> TASK STATEMENT: Even if a line seems odd, print it as it is, and include every record.
-------- RECORDS FOR THIS EXERCISE --------
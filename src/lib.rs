//! conveyor
//!
//! 基于消息队列的异步作业编排引擎：至少一次投递、幂等去重、
//! 指数退避重试、死信路由与生命周期事件。本crate装配各组件
//! 并提供嵌入式运行模式。

pub mod app;
pub mod commands;
pub mod shutdown;

pub use app::Application;
pub use commands::{register_builtin_commands, NoopCommand, WebhookCommand};
pub use shutdown::ShutdownManager;
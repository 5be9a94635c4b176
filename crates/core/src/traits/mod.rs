pub mod event_publisher;
pub mod job_store;
pub mod message_queue;

pub use event_publisher::EventPublisher;
pub use job_store::{JobStore, TransitionFields};
pub use message_queue::{dead_letter_queue_name, Delivery, MessageQueue};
--------
> SOLUTION TO THIS PROBLEM:
filename src/lib.rs
//! conveyor
//!
//! 基于消息队列的异步作业编排引擎：至少一次投递、幂等去重、
//! 指数退避重试、死信路由与生命周期事件。本crate装配各组件
//! 并提供嵌入式运行模式。

pub mod app;
pub mod commands;
pub mod shutdown;

pub use app::Application;
pub use commands::{register_builtin_commands, NoopCommand, WebhookCommand};
pub use shutdown::ShutdownManager;
repository 5be9a94635c4b176
filename crates/core/src/traits/mod.rs
pub mod event_publisher;
pub mod job_store;
pub mod message_queue;

pub use event_publisher::EventPublisher;
pub use job_store::{JobStore, TransitionFields};
pub use message_queue::{dead_letter_queue_name, Delivery, MessageQueue};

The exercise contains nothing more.